• _Information shown_:

===

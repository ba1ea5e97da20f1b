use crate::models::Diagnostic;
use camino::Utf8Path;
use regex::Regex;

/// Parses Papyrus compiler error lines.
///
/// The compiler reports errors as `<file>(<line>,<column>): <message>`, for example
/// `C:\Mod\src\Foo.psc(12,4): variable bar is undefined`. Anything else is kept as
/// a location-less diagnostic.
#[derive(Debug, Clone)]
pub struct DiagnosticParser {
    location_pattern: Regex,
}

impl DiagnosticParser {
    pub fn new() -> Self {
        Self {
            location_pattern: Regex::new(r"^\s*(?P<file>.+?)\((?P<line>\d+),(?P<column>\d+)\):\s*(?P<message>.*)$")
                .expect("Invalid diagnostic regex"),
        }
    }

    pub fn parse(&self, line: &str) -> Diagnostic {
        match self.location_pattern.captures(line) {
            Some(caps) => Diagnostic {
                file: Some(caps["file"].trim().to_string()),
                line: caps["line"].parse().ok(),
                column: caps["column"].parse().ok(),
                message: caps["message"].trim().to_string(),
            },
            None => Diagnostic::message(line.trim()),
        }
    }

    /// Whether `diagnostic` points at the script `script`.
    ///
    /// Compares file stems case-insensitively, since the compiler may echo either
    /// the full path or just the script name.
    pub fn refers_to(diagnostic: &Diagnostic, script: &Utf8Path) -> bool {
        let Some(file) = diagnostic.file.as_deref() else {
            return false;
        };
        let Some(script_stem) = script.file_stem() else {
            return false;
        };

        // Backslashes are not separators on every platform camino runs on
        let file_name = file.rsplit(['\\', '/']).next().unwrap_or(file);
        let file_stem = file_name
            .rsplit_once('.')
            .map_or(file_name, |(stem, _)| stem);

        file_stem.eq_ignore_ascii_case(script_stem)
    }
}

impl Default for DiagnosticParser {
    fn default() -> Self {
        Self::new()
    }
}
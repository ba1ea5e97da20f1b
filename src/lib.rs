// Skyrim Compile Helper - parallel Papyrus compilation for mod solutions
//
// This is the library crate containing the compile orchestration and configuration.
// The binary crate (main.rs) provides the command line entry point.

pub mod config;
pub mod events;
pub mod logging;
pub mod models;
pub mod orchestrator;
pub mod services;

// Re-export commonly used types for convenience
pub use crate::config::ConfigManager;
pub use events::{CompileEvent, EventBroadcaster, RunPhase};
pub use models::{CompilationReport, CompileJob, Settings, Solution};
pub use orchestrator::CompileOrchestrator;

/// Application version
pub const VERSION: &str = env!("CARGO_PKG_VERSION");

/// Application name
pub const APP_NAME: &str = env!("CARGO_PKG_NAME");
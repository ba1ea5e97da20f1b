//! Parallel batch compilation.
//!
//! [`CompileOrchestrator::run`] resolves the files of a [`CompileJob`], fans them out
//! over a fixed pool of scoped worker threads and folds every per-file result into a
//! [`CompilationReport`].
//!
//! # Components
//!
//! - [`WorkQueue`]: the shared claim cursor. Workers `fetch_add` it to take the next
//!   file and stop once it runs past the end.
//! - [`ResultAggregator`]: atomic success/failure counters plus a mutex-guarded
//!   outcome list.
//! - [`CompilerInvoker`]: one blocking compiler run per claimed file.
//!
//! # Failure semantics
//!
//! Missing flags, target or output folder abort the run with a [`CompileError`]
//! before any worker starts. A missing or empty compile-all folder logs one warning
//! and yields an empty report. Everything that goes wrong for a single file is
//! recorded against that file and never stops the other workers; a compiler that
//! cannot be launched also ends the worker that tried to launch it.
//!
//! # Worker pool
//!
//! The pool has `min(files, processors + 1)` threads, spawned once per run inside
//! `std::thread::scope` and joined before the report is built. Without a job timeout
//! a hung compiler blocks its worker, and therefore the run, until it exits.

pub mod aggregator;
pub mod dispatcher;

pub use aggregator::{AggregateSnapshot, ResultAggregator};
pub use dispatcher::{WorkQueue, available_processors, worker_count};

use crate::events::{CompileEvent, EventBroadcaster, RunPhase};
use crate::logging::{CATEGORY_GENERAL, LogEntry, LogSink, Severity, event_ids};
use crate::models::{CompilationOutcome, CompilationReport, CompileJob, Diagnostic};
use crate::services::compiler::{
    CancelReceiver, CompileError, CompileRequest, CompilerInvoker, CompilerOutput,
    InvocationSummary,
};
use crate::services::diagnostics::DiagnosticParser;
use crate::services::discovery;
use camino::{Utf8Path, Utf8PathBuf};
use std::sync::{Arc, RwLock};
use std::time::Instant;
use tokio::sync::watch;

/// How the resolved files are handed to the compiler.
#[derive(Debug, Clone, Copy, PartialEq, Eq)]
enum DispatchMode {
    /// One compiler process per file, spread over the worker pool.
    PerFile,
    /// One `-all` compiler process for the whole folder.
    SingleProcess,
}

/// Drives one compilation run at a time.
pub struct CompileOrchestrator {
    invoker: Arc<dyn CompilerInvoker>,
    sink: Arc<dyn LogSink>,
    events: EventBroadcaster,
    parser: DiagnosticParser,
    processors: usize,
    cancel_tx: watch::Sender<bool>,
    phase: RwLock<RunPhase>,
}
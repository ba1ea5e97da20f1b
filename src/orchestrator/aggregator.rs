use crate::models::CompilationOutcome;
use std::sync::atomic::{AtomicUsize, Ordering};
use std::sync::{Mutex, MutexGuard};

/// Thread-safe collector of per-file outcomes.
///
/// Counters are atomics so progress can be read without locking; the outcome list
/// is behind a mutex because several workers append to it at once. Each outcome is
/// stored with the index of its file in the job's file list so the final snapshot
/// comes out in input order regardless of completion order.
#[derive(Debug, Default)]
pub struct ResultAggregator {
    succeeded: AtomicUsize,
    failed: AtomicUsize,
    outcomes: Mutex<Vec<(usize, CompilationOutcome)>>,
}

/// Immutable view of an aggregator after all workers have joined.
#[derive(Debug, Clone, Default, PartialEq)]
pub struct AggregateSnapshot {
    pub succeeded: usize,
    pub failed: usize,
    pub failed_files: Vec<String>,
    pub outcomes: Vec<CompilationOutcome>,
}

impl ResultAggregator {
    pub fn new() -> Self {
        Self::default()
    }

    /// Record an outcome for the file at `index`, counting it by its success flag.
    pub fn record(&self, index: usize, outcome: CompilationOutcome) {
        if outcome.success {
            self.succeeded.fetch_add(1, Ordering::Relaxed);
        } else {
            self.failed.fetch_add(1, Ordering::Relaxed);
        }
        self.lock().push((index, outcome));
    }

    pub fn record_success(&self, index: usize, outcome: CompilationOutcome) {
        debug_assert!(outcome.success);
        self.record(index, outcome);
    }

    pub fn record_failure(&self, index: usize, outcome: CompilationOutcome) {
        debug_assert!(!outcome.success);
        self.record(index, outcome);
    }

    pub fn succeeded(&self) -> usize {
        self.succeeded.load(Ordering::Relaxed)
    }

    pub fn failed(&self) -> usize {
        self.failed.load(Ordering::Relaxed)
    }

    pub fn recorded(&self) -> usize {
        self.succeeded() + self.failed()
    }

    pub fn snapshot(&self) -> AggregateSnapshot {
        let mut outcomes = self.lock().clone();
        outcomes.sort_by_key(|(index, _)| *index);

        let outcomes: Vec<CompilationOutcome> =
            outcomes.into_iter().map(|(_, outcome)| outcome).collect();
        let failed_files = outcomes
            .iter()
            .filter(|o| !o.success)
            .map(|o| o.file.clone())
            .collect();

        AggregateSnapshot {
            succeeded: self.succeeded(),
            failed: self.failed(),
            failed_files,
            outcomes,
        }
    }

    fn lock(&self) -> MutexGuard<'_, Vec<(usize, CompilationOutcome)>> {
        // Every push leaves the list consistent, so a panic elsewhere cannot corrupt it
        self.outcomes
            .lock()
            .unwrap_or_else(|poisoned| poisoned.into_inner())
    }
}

===

• _Task goal_: Copy out the whole listing exactly as given.

• _Answer section_:
repository ba1ea5e97da20f1b
use crate::models::Diagnostic;
use camino::Utf8Path;
use regex::Regex;

/// Parses Papyrus compiler error lines.
///
/// The compiler reports errors as `<file>(<line>,<column>): <message>`, for example
/// `C:\Mod\src\Foo.psc(12,4): variable bar is undefined`. Anything else is kept as
/// a location-less diagnostic.
#[derive(Debug, Clone)]
pub struct DiagnosticParser {
    location_pattern: Regex,
}

impl DiagnosticParser {
    pub fn new() -> Self {
        Self {
            location_pattern: Regex::new(r"^\s*(?P<file>.+?)\((?P<line>\d+),(?P<column>\d+)\):\s*(?P<message>.*)$")
                .expect("Invalid diagnostic regex"),
        }
    }

    pub fn parse(&self, line: &str) -> Diagnostic {
        match self.location_pattern.captures(line) {
            Some(caps) => Diagnostic {
                file: Some(caps["file"].trim().to_string()),
                line: caps["line"].parse().ok(),
                column: caps["column"].parse().ok(),
                message: caps["message"].trim().to_string(),
            },
            None => Diagnostic::message(line.trim()),
        }
    }

    /// Whether `diagnostic` points at the script `script`.
    ///
    /// Compares file stems case-insensitively, since the compiler may echo either
    /// the full path or just the script name.
    pub fn refers_to(diagnostic: &Diagnostic, script: &Utf8Path) -> bool {
        let Some(file) = diagnostic.file.as_deref() else {
            return false;
        };
        let Some(script_stem) = script.file_stem() else {
            return false;
        };

        // Backslashes are not separators on every platform camino runs on
        let file_name = file.rsplit(['\\', '/']).next().unwrap_or(file);
        let file_stem = file_name
            .rsplit_once('.')
            .map_or(file_name, |(stem, _)| stem);

        file_stem.eq_ignore_ascii_case(script_stem)
    }
}

impl Default for DiagnosticParser {
    fn default() -> Self {
        Self::new()
    }
}
repository ba1ea5e97da20f1b
filename src/lib.rs
// Skyrim Compile Helper - parallel Papyrus compilation for mod solutions
//
// This is the library crate containing the compile orchestration and configuration.
// The binary crate (main.rs) provides the command line entry point.

pub mod config;
pub mod events;
pub mod logging;
pub mod models;
pub mod orchestrator;
pub mod services;

// Re-export commonly used types for convenience
pub use crate::config::ConfigManager;
pub use events::{CompileEvent, EventBroadcaster, RunPhase};
pub use models::{CompilationReport, CompileJob, Settings, Solution};
pub use orchestrator::CompileOrchestrator;

/// Application version
pub const VERSION: &str = env!("CARGO_PKG_VERSION");

/// Application name
pub const APP_NAME: &str = env!("CARGO_PKG_NAME");
repository ba1ea5e97da20f1b
//! Parallel batch compilation.
//!
//! [`CompileOrchestrator::run`] resolves the files of a [`CompileJob`], fans them out
//! over a fixed pool of scoped worker threads and folds every per-file result into a
//! [`CompilationReport`].
//!
//! # Components
//!
//! - [`WorkQueue`]: the shared claim cursor. Workers `fetch_add` it to take the next
//!   file and stop once it runs past the end.
//! - [`ResultAggregator`]: atomic success/failure counters plus a mutex-guarded
//!   outcome list.
//! - [`CompilerInvoker`]: one blocking compiler run per claimed file.
//!
//! # Failure semantics
//!
//! Missing flags, target or output folder abort the run with a [`CompileError`]
//! before any worker starts. A missing or empty compile-all folder logs one warning
//! and yields an empty report. Everything that goes wrong for a single file is
//! recorded against that file and never stops the other workers; a compiler that
//! cannot be launched also ends the worker that tried to launch it.
//!
//! # Worker pool
//!
//! The pool has `min(files, processors + 1)` threads, spawned once per run inside
//! `std::thread::scope` and joined before the report is built. Without a job timeout
//! a hung compiler blocks its worker, and therefore the run, until it exits.

pub mod aggregator;
pub mod dispatcher;

pub use aggregator::{AggregateSnapshot, ResultAggregator};
pub use dispatcher::{WorkQueue, available_processors, worker_count};

use crate::events::{CompileEvent, EventBroadcaster, RunPhase};
use crate::logging::{CATEGORY_GENERAL, LogEntry, LogSink, Severity, event_ids};
use crate::models::{CompilationOutcome, CompilationReport, CompileJob, Diagnostic};
use crate::services::compiler::{
    CancelReceiver, CompileError, CompileRequest, CompilerInvoker, CompilerOutput,
    InvocationSummary,
};
use crate::services::diagnostics::DiagnosticParser;
use crate::services::discovery;
use camino::{Utf8Path, Utf8PathBuf};
use std::sync::{Arc, RwLock};
use std::time::Instant;
use tokio::sync::watch;

/// How the resolved files are handed to the compiler.
#[derive(Debug, Clone, Copy, PartialEq, Eq)]
enum DispatchMode {
    /// One compiler process per file, spread over the worker pool.
    PerFile,
    /// One `-all` compiler process for the whole folder.
    SingleProcess,
}

/// Drives one compilation run at a time.
pub struct CompileOrchestrator {
    invoker: Arc<dyn CompilerInvoker>,
    sink: Arc<dyn LogSink>,
    events: EventBroadcaster,
    parser: DiagnosticParser,
    processors: usize,
    cancel_tx: watch::Sender<bool>,
    phase: RwLock<RunPhase>,
}
repository ba1ea5e97da20f1b
filename src/orchestrator/aggregator.rs
use crate::models::CompilationOutcome;
use std::sync::atomic::{AtomicUsize, Ordering};
use std::sync::{Mutex, MutexGuard};

/// Thread-safe collector of per-file outcomes.
///
/// Counters are atomics so progress can be read without locking; the outcome list
/// is behind a mutex because several workers append to it at once. Each outcome is
/// stored with the index of its file in the job's file list so the final snapshot
/// comes out in input order regardless of completion order.
#[derive(Debug, Default)]
pub struct ResultAggregator {
    succeeded: AtomicUsize,
    failed: AtomicUsize,
    outcomes: Mutex<Vec<(usize, CompilationOutcome)>>,
}

/// Immutable view of an aggregator after all workers have joined.
#[derive(Debug, Clone, Default, PartialEq)]
pub struct AggregateSnapshot {
    pub succeeded: usize,
    pub failed: usize,
    pub failed_files: Vec<String>,
    pub outcomes: Vec<CompilationOutcome>,
}

impl ResultAggregator {
    pub fn new() -> Self {
        Self::default()
    }

    /// Record an outcome for the file at `index`, counting it by its success flag.
    pub fn record(&self, index: usize, outcome: CompilationOutcome) {
        if outcome.success {
            self.succeeded.fetch_add(1, Ordering::Relaxed);
        } else {
            self.failed.fetch_add(1, Ordering::Relaxed);
        }
        self.lock().push((index, outcome));
    }

    pub fn record_success(&self, index: usize, outcome: CompilationOutcome) {
        debug_assert!(outcome.success);
        self.record(index, outcome);
    }

    pub fn record_failure(&self, index: usize, outcome: CompilationOutcome) {
        debug_assert!(!outcome.success);
        self.record(index, outcome);
    }

    pub fn succeeded(&self) -> usize {
        self.succeeded.load(Ordering::Relaxed)
    }

    pub fn failed(&self) -> usize {
        self.failed.load(Ordering::Relaxed)
    }

    pub fn recorded(&self) -> usize {
        self.succeeded() + self.failed()
    }

    pub fn snapshot(&self) -> AggregateSnapshot {
        let mut outcomes = self.lock().clone();
        outcomes.sort_by_key(|(index, _)| *index);

        let outcomes: Vec<CompilationOutcome> =
            outcomes.into_iter().map(|(_, outcome)| outcome).collect();
        let failed_files = outcomes
            .iter()
            .filter(|o| !o.success)
            .map(|o| o.file.clone())
            .collect();

        AggregateSnapshot {
            succeeded: self.succeeded(),
            failed: self.failed(),
            failed_files,
            outcomes,
        }
    }

    fn lock(&self) -> MutexGuard<'_, Vec<(usize, CompilationOutcome)>> {
        // Every push leaves the list consistent, so a panic elsewhere cannot corrupt it
        self.outcomes
            .lock()
            .unwrap_or_else(|poisoned| poisoned.into_inner())
    }
}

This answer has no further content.